Kozol on educational opportunities (ditto above).
Freire on how knowledge is made (ditto).
Freire on the pedagogy of problem-posing (ditto).

Sunday, May 13, 2012

Case Study Assignment

3-5 pages

This assignment asks you to do the following:

Begin your case study by articulating your tutoring philosophy. Introduce yourself to readers, and to the texts you'll be drawing upon, and to your main principles of tutoring. Draw upon course texts and readings by mentioning up front the major ideas you plan to cite, who wrote them, and what texts they're from.

For your statement, consider: what is tutoring? what does it do? why does it matter? Your answers to these questions could help you form your tutoring philosophy. You'll want to ultimately be able to explain the different principles of your philosophy to your readers.

When you consider your principals of tutoring, consider what theories/strategies/texts they come from. That will give you an idea about how to connect your principals to the intellectual foundations of your principals. 

Develop examples of how your tutoring experience has helped you develop this philosophy. Let your work with students demonstrate and illustrate different principles of your philosophy. In each example, give details about your work with students: what were the challenges, and how did you overcome them? How did you approach your work with students? How did you find out what worked and what didn't? Supplement your discussion with regular references to course texts.

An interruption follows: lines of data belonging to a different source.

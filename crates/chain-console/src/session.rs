//! One engine instance and the protocol around it.

use std::fs::File;
use std::path::Path;

use chain_core::codec::{state_to_host, to_engine_map, to_host_map};
use chain_core::{
    reduce, ConsoleError, DiagnosticChannel, DumpType, Engine, EngineArrays, EngineStreams,
    HostState, MonitorSpec, NamedArrays, ParameterSet, SamplerInfo, StateDump,
};
use chain_engine::Console;

use crate::host_lock::HostGuard;
use crate::library;

/// Lifecycle phase, in the order a well-behaved client visits them.
///
/// The engine enforces ordering; the phase only records how far the session
/// got.
#[derive(Debug, Clone, Copy, PartialEq, Eq, PartialOrd, Ord, Hash)]
pub enum Phase {
    /// Nothing loaded.
    Uninitialized,
    /// A model description passed the syntax check.
    ModelLoaded,
    /// The graph is compiled.
    Compiled,
    /// At least one chain received initial values or a generator.
    Parameterized,
    /// Samplers are assigned.
    Initialized,
    /// At least one update ran.
    Sampling,
}

/// A session wrapping exactly one engine instance.
///
/// Not safe for concurrent use: every call must be serialized by the
/// caller, including [`Session::update_released`], which lets unrelated host
/// work run but not a second call into this session.
#[derive(Debug)]
pub struct Session<E: Engine = Console> {
    engine: E,
    channel: DiagnosticChannel,
    phase: Phase,
}

impl Session<Console> {
    /// Creates a session over a fresh in-process engine, initialising the
    /// library first if needed.
    pub fn new() -> Self {
        library::ensure_initialized();
        Self::with_engine(Console::new())
    }
}

impl Default for Session<Console> {
    fn default() -> Self {
        Self::new()
    }
}

impl<E: Engine> Session<E> {
    /// Wraps an existing engine instance.
    pub fn with_engine(engine: E) -> Self {
        Self {
            engine,
            channel: DiagnosticChannel::new(),
            phase: Phase::Uninitialized,
        }
    }

    /// How far the session got through its lifecycle.
    pub fn phase(&self) -> Phase {
        self.phase
    }

    /// Informational text written by the most recent engine call.
    pub fn last_info(&self) -> &str {
        self.channel.info()
    }

    fn call<F>(&mut self, op: &'static str, f: F) -> Result<(), ConsoleError>
    where
        F: FnOnce(&mut E, &mut EngineStreams) -> bool,
    {
        tracing::debug!(op, "engine call");
        let engine = &mut self.engine;
        let outcome = self.channel.invoke(|io| f(engine, io));
        let info = self.channel.info();
        if !info.is_empty() {
            tracing::info!(op, message = info.trim_end(), "engine output");
        }
        if let Err(err) = &outcome {
            tracing::debug!(op, error = %err, "engine call failed");
        }
        outcome
    }

    fn advance(&mut self, phase: Phase) {
        self.phase = self.phase.max(phase);
    }

    /// Opens the file at `path` and hands it to the engine for a syntax check.
    pub fn check_model(&mut self, path: impl AsRef<Path>) -> Result<(), ConsoleError> {
        let path = path.as_ref();
        let mut file = File::open(path).map_err(|err| ConsoleError::io(path, &err))?;
        self.call("check_model", |engine, io| engine.check_model(&mut file, io))?;
        self.phase = Phase::ModelLoaded;
        Ok(())
    }

    /// Compiles the loaded model for `chains` chains against `data`.
    pub fn compile(
        &mut self,
        data: &NamedArrays,
        chains: usize,
        generate_data: bool,
    ) -> Result<(), ConsoleError> {
        let data = to_engine_map(data)?;
        self.call("compile", |engine, io| {
            engine.compile(&data, chains, generate_data, io)
        })?;
        self.phase = Phase::Compiled;
        Ok(())
    }

    /// Installs initial values for one chain.
    pub fn set_parameters(&mut self, parameters: &ParameterSet) -> Result<(), ConsoleError> {
        let values = to_engine_map(&parameters.values)?;
        let chain = parameters.chain;
        self.call("set_parameters", |engine, io| {
            engine.set_parameters(&values, chain, io)
        })?;
        self.advance(Phase::Parameterized);
        Ok(())
    }

    /// Binds the generator algorithm `name` to one chain.
    pub fn set_rng_name(&mut self, name: &str, chain: usize) -> Result<(), ConsoleError> {
        self.call("set_rng_name", |engine, io| {
            engine.set_rng_name(name, chain, io)
        })?;
        self.advance(Phase::Parameterized);
        Ok(())
    }

    /// Assigns samplers and completes missing initial values.
    pub fn initialize(&mut self) -> Result<(), ConsoleError> {
        self.call("initialize", |engine, io| engine.initialize(io))?;
        self.phase = Phase::Initialized;
        Ok(())
    }

    /// Advances every chain by `iterations` steps.
    pub fn update(&mut self, iterations: u64) -> Result<(), ConsoleError> {
        self.call("update", |engine, io| engine.update(iterations, io))?;
        self.advance(Phase::Sampling);
        Ok(())
    }

    /// Like [`Session::update`], but gives up `host` for the duration of the
    /// engine call and takes it back before returning.
    pub fn update_released(
        &mut self,
        iterations: u64,
        host: &mut HostGuard,
    ) -> Result<(), ConsoleError> {
        host.release_during(|| self.update(iterations))
    }

    /// Starts monitoring the whole of `name`.
    pub fn set_monitor(&mut self, name: &str, thin: u32, kind: &str) -> Result<(), ConsoleError> {
        let spec = MonitorSpec::new(name, thin, kind)?;
        self.call("set_monitor", |engine, io| {
            engine.set_monitor(&spec.variable, spec.thin, &spec.kind, io)
        })
    }

    /// Stops monitoring `name`.
    pub fn clear_monitor(&mut self, name: &str, kind: &str) -> Result<(), ConsoleError> {
        self.call("clear_monitor", |engine, io| {
            engine.clear_monitor(name, kind, io)
        })
    }

    /// Dumps one chain's data, parameters or both.
    pub fn dump_state(&mut self, kind: DumpType, chain: usize) -> Result<HostState, ConsoleError> {
        let mut dump = StateDump::default();
        self.call("dump_state", |engine, io| {
            engine.dump_state(&mut dump, kind, chain, io)
        })?;
        state_to_host(dump)
    }

    /// Dumps the samples of every monitor of type `kind`.
    ///
    /// With `flat`, all chains are concatenated along the last axis;
    /// otherwise chains keep their own trailing axis.
    pub fn dump_monitors(&mut self, kind: &str, flat: bool) -> Result<NamedArrays, ConsoleError> {
        let mut out = EngineArrays::new();
        self.call("dump_monitors", |engine, io| {
            engine.dump_monitors(&mut out, kind, flat, io)
        })?;
        to_host_map(&out)
    }

    /// Lists assigned samplers with the node arrays each one governs.
    pub fn dump_samplers(&mut self) -> Result<Vec<SamplerInfo>, ConsoleError> {
        let mut out = Vec::new();
        self.call("dump_samplers", |engine, io| engine.dump_samplers(&mut out, io))?;
        Ok(out)
    }

    /// Ends the adaptation phase.
    pub fn adapt_off(&mut self) -> Result<(), ConsoleError> {
        self.call("adapt_off", |engine, io| engine.adapt_off(io))
    }

    /// Whether adaptation has converged.
    pub fn check_adaptation(&mut self) -> Result<bool, ConsoleError> {
        let mut status = false;
        self.call("check_adaptation", |engine, io| {
            engine.check_adaptation(&mut status, io)
        })?;
        Ok(status)
    }

    /// Whether samplers are still adapting.
    pub fn is_adapting(&self) -> bool {
        self.engine.is_adapting()
    }

    /// Completed iterations.
    pub fn iteration(&self) -> u64 {
        self.engine.iteration()
    }

    /// Variables declared by the loaded model.
    pub fn variable_names(&self) -> Vec<String> {
        self.engine.variable_names()
    }

    /// Number of compiled chains.
    pub fn nchain(&self) -> usize {
        self.engine.nchain()
    }

    /// Discards all engine-side state. Teardown problems are logged and
    /// dropped.
    pub fn clear_model(&mut self) {
        let mut io = EngineStreams::new();
        let returned = self.engine.clear_model(&mut io);
        if let Err(err) = reduce(returned, &io) {
            tracing::warn!(error = %err, "ignoring engine error during teardown");
        }
        self.phase = Phase::Uninitialized;
    }

    /// The wrapped engine.
    pub fn engine(&self) -> &E {
        &self.engine
    }
}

The "case study" aspect of this assignments asks you to show your tutoring principals (the foundation of your tutoring philosophy) at work in your interactions with students while tutoring. 

In your conclusion, consider some of the more philosophical discussions we've had about the context of tutoring. What are your reflections upon the role of tutoring in education? What are your broader reflections about the role of education itself?


Sorry for the late post.


Monday, May 7, 2012

Kozol: Points

Kozol - points

(105-6) -- correlation between scores, drop outs, and funding
high expectations - "they" do not provide students with what they need to succeed (whoever does funding) - government? - new york state government...some city, some state. property taxes.

working-class peoples' faults for not owning property
government: redistribution of taxes into education? at fault?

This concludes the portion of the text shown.